*** Opening of Data for this exercise ***

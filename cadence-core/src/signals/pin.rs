//! Pin descriptors
//!
//! A pin function is the logical identity of a line ("X limit", "spindle
//! PWM"). Its [`SignalGroup`] decides how inputs are dispatched and which
//! façade drives an output.

use core::fmt;

use cadence_hal::gpio::Pull;
use cadence_hal::irq::IrqMode;

use super::Axis;

/// Which motor of a (possibly ganged) axis
#[derive(Debug, Clone, Copy, PartialEq, Eq, Hash)]
#[cfg_attr(feature = "defmt", derive(defmt::Format))]
pub enum Motor {
    /// First motor, bank 1
    Primary,
    /// Ganged second motor, bank 2
    Secondary,
}

/// Logical pin identity
#[derive(Debug, Clone, Copy, PartialEq, Eq, Hash)]
#[cfg_attr(feature = "defmt", derive(defmt::Format))]
pub enum PinFunction {
    // Limit switches
    LimitMin(Axis),
    LimitMin2(Axis),
    LimitMax(Axis),
    LimitMax2(Axis),

    // Control inputs
    Reset,
    EStop,
    FeedHold,
    CycleStart,
    SafetyDoor,
    LimitsOverride,
    BlockDelete,
    StopDisable,
    SingleBlock,

    Probe,
    MpgSelect,
    I2cStrobe,
    SpiIrq,
    AuxIn(u8),
    AnalogIn(u8),

    // Stepper outputs
    Step(Axis, Motor),
    Dir(Axis, Motor),
    StepperEnable(Axis),
    StepperEnableAll,

    // Spindle and coolant
    SpindleOn,
    SpindleDir,
    SpindlePwm,
    CoolantFlood,
    CoolantMist,

    AuxOut(u8),
    AnalogOut(u8),

    // Peripheral and board pins
    SdCardCs,
    SpiCs,
    SpiReset,
    SpiSck,
    SpiMosi,
    SpiMiso,
    I2cSda,
    I2cScl,
    UartTx,
    UartRx,
    Rts,
    Led,
}

impl PinFunction {
    /// Signal group this function belongs to
    pub const fn group(self) -> SignalGroup {
        use PinFunction::*;
        match self {
            LimitMin(_) | LimitMin2(_) => SignalGroup::Limit,
            LimitMax(_) | LimitMax2(_) => SignalGroup::LimitMax,
            Reset | EStop | FeedHold | CycleStart | SafetyDoor | LimitsOverride | BlockDelete
            | StopDisable | SingleBlock => SignalGroup::Control,
            Probe => SignalGroup::Probe,
            MpgSelect => SignalGroup::Mpg,
            I2cStrobe | I2cSda | I2cScl => SignalGroup::I2c,
            SpiIrq | SpiCs | SpiReset | SpiSck | SpiMosi | SpiMiso => SignalGroup::Spi,
            AuxIn(_) => SignalGroup::AuxInput,
            AnalogIn(_) => SignalGroup::AuxInputAnalog,
            Step(..) => SignalGroup::StepperStep,
            Dir(..) => SignalGroup::StepperDir,
            StepperEnable(_) | StepperEnableAll => SignalGroup::StepperEnable,
            SpindleOn | SpindleDir => SignalGroup::SpindleControl,
            SpindlePwm => SignalGroup::SpindlePwm,
            CoolantFlood | CoolantMist => SignalGroup::Coolant,
            AuxOut(_) => SignalGroup::AuxOutput,
            AnalogOut(_) => SignalGroup::AuxOutputAnalog,
            SdCardCs => SignalGroup::SdCard,
            UartTx | UartRx | Rts => SignalGroup::Uart,
            Led => SignalGroup::Led,
        }
    }

    /// Whether the classifier watches this pin
    pub const fn is_input(self) -> bool {
        use PinFunction::*;
        matches!(
            self,
            LimitMin(_)
                | LimitMin2(_)
                | LimitMax(_)
                | LimitMax2(_)
                | Reset
                | EStop
                | FeedHold
                | CycleStart
                | SafetyDoor
                | LimitsOverride
                | BlockDelete
                | StopDisable
                | SingleBlock
                | Probe
                | MpgSelect
                | I2cStrobe
                | SpiIrq
                | AuxIn(_)
                | AnalogIn(_)
        )
    }

    /// Bus pins owned by a peripheral rather than the motion core
    pub const fn is_peripheral(self) -> bool {
        use PinFunction::*;
        matches!(
            self,
            SpiSck | SpiMosi | SpiMiso | I2cSda | I2cScl | UartTx | UartRx
        )
    }

    /// Axis this function refers to, if any
    pub const fn axis(self) -> Option<Axis> {
        use PinFunction::*;
        match self {
            LimitMin(a) | LimitMin2(a) | LimitMax(a) | LimitMax2(a) | StepperEnable(a) => Some(a),
            Step(a, _) | Dir(a, _) => Some(a),
            _ => None,
        }
    }

    /// Control bit reported for this input
    pub const fn control_bit(self) -> super::ControlSignals {
        use super::ControlSignals as C;
        use PinFunction::*;
        match self {
            Reset => C::RESET,
            EStop => C::E_STOP,
            FeedHold => C::FEED_HOLD,
            CycleStart => C::CYCLE_START,
            SafetyDoor => C::SAFETY_DOOR_AJAR,
            LimitsOverride => C::LIMITS_OVERRIDE,
            BlockDelete => C::BLOCK_DELETE,
            StopDisable => C::STOP_DISABLE,
            SingleBlock => C::SINGLE_BLOCK,
            _ => C::NONE,
        }
    }
}

impl fmt::Display for PinFunction {
    fn fmt(&self, f: &mut fmt::Formatter<'_>) -> fmt::Result {
        use PinFunction::*;
        let motor = |m: &Motor| if *m == Motor::Secondary { "2" } else { "" };
        match self {
            LimitMin(a) => write!(f, "{} limit min", a.letter()),
            LimitMin2(a) => write!(f, "{}2 limit min", a.letter()),
            LimitMax(a) => write!(f, "{} limit max", a.letter()),
            LimitMax2(a) => write!(f, "{}2 limit max", a.letter()),
            Reset => f.write_str("Reset"),
            EStop => f.write_str("E-stop"),
            FeedHold => f.write_str("Feed hold"),
            CycleStart => f.write_str("Cycle start"),
            SafetyDoor => f.write_str("Safety door"),
            LimitsOverride => f.write_str("Limits override"),
            BlockDelete => f.write_str("Block delete"),
            StopDisable => f.write_str("Optional stop disable"),
            SingleBlock => f.write_str("Single block"),
            Probe => f.write_str("Probe"),
            MpgSelect => f.write_str("MPG mode select"),
            I2cStrobe => f.write_str("I2C strobe"),
            SpiIrq => f.write_str("SPI IRQ"),
            AuxIn(n) => write!(f, "Aux in {}", n),
            AnalogIn(n) => write!(f, "Aux analog in {}", n),
            Step(a, m) => write!(f, "{}{} step", a.letter(), motor(m)),
            Dir(a, m) => write!(f, "{}{} dir", a.letter(), motor(m)),
            StepperEnable(a) => write!(f, "{} enable", a.letter()),
            StepperEnableAll => f.write_str("Steppers enable"),
            SpindleOn => f.write_str("Spindle on"),
            SpindleDir => f.write_str("Spindle direction"),
            SpindlePwm => f.write_str("Spindle PWM"),
            CoolantFlood => f.write_str("Flood"),
            CoolantMist => f.write_str("Mist"),
            AuxOut(n) => write!(f, "Aux out {}", n),
            AnalogOut(n) => write!(f, "Aux analog out {}", n),
            SdCardCs => f.write_str("SD card CS"),
            SpiCs => f.write_str("SPI CS"),
            SpiReset => f.write_str("SPI reset"),
            SpiSck => f.write_str("SPI SCK"),
            SpiMosi => f.write_str("SPI MOSI"),
            SpiMiso => f.write_str("SPI MISO"),
            I2cSda => f.write_str("I2C SDA"),
            I2cScl => f.write_str("I2C SCL"),
            UartTx => f.write_str("UART TX"),
            UartRx => f.write_str("UART RX"),
            Rts => f.write_str("RTS"),
            Led => f.write_str("LED"),
        }
    }
}

/// Classification tag that routes a pin's events and output writes
#[derive(Debug, Clone, Copy, PartialEq, Eq, Hash)]
#[cfg_attr(feature = "defmt", derive(defmt::Format))]
pub enum SignalGroup {
    Limit,
    LimitMax,
    Control,
    Probe,
    SpindleControl,
    SpindlePwm,
    Coolant,
    StepperStep,
    StepperDir,
    StepperEnable,
    AuxInput,
    AuxOutput,
    AuxInputAnalog,
    AuxOutputAnalog,
    I2c,
    Spi,
    Mpg,
    Uart,
    SdCard,
    Led,
}

/// Physical port a pin lives on
#[derive(Debug, Clone, Copy, PartialEq, Eq, Hash, Default)]
#[cfg_attr(feature = "defmt", derive(defmt::Format))]
pub enum PortKind {
    /// Direct GPIO
    #[default]
    Gpio,
    /// Programmable step sequencer (PIO)
    Sequencer,
    /// 8-bit step/dir shift register
    ShiftRegister8,
    /// 16-bit output shift register
    ShiftRegister16,
    /// I2C I/O expander
    Expander,
    /// ADC input or PWM analog output
    Analog,
}

impl PortKind {
    /// Whether inputs on this port can raise pin interrupts
    pub const fn supports_irq(self) -> bool {
        matches!(self, PortKind::Gpio)
    }
}

/// Debounce state of a watched input
#[derive(Debug, Clone, Copy, PartialEq, Eq, Default)]
#[cfg_attr(feature = "defmt", derive(defmt::Format))]
pub enum WatchState {
    /// Interrupt enabled, steady state
    #[default]
    Armed,
    /// Interrupt disabled, recheck pending
    Debouncing,
    /// Active level captured, confirm pending
    Latched,
}

/// Input pin descriptor
#[derive(Debug, Clone, Copy, PartialEq, Eq)]
#[cfg_attr(feature = "defmt", derive(defmt::Format))]
pub struct InputSignal {
    pub function: PinFunction,
    pub group: SignalGroup,
    pub port: PortKind,
    pub pin: u8,
    /// Port bit mask (`1 << pin`)
    pub bit: u32,
    /// Active level is low
    pub invert: bool,
    pub pull: Pull,
    /// Interrupt trigger the classifier restores when re-arming
    pub irq_mode: IrqMode,
    pub state: WatchState,
    pub description: Option<&'static str>,
}

impl InputSignal {
    pub const fn new(function: PinFunction, port: PortKind, pin: u8) -> Self {
        Self {
            function,
            group: function.group(),
            port,
            pin,
            bit: 1 << pin,
            invert: false,
            pull: Pull::Up,
            irq_mode: IrqMode::None,
            state: WatchState::Armed,
            description: None,
        }
    }

    /// Logical state for a raw electrical level
    pub const fn is_active(&self, level: bool) -> bool {
        level ^ self.invert
    }
}

/// Output pin descriptor
#[derive(Debug, Clone, Copy, PartialEq, Eq)]
#[cfg_attr(feature = "defmt", derive(defmt::Format))]
pub struct OutputSignal {
    pub function: PinFunction,
    pub group: SignalGroup,
    pub port: PortKind,
    pub pin: u8,
    pub bit: u32,
    pub description: Option<&'static str>,
}

impl OutputSignal {
    pub const fn new(function: PinFunction, port: PortKind, pin: u8) -> Self {
        Self {
            function,
            group: function.group(),
            port,
            pin,
            bit: 1 << pin,
            description: None,
        }
    }
}

/// Pin claimed by an on-board peripheral (UART, SPI, I2C bus)
#[derive(Debug, Clone, Copy, PartialEq, Eq)]
#[cfg_attr(feature = "defmt", derive(defmt::Format))]
pub struct PeriphPin {
    pub function: PinFunction,
    pub group: SignalGroup,
    pub pin: u8,
    pub description: Option<&'static str>,
}

/// One entry of a board pin map, as produced at build time
#[derive(Debug, Clone, Copy, PartialEq, Eq)]
#[cfg_attr(feature = "defmt", derive(defmt::Format))]
pub struct BoardPin {
    pub function: PinFunction,
    pub port: PortKind,
    pub pin: u8,
}

impl BoardPin {
    pub const fn gpio(function: PinFunction, pin: u8) -> Self {
        Self {
            function,
            port: PortKind::Gpio,
            pin,
        }
    }
}

/// Enumeration record for pin listings
#[derive(Debug, Clone, Copy, PartialEq, Eq)]
#[cfg_attr(feature = "defmt", derive(defmt::Format))]
pub struct PinInfo {
    pub function: PinFunction,
    pub group: SignalGroup,
    pub port: PortKind,
    pub pin: u8,
    pub is_input: bool,
    pub description: Option<&'static str>,
}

*** Close of Data for this exercise ***

**What you should do**
In the data above, find the line that contains "and board pins", then reproduce exactly every line from the first line through that line.

**Response below**
filename cadence-core/src/signals/pin.rs
//! Pin descriptors
//!
//! A pin function is the logical identity of a line ("X limit", "spindle
//! PWM"). Its [`SignalGroup`] decides how inputs are dispatched and which
//! façade drives an output.

use core::fmt;

use cadence_hal::gpio::Pull;
use cadence_hal::irq::IrqMode;

use super::Axis;

/// Which motor of a (possibly ganged) axis
#[derive(Debug, Clone, Copy, PartialEq, Eq, Hash)]
#[cfg_attr(feature = "defmt", derive(defmt::Format))]
pub enum Motor {
    /// First motor, bank 1
    Primary,
    /// Ganged second motor, bank 2
    Secondary,
}

/// Logical pin identity
#[derive(Debug, Clone, Copy, PartialEq, Eq, Hash)]
#[cfg_attr(feature = "defmt", derive(defmt::Format))]
pub enum PinFunction {
    // Limit switches
    LimitMin(Axis),
    LimitMin2(Axis),
    LimitMax(Axis),
    LimitMax2(Axis),

    // Control inputs
    Reset,
    EStop,
    FeedHold,
    CycleStart,
    SafetyDoor,
    LimitsOverride,
    BlockDelete,
    StopDisable,
    SingleBlock,

    Probe,
    MpgSelect,
    I2cStrobe,
    SpiIrq,
    AuxIn(u8),
    AnalogIn(u8),

    // Stepper outputs
    Step(Axis, Motor),
    Dir(Axis, Motor),
    StepperEnable(Axis),
    StepperEnableAll,

    // Spindle and coolant
    SpindleOn,
    SpindleDir,
    SpindlePwm,
    CoolantFlood,
    CoolantMist,

    AuxOut(u8),
    AnalogOut(u8),

    // Peripheral and board pins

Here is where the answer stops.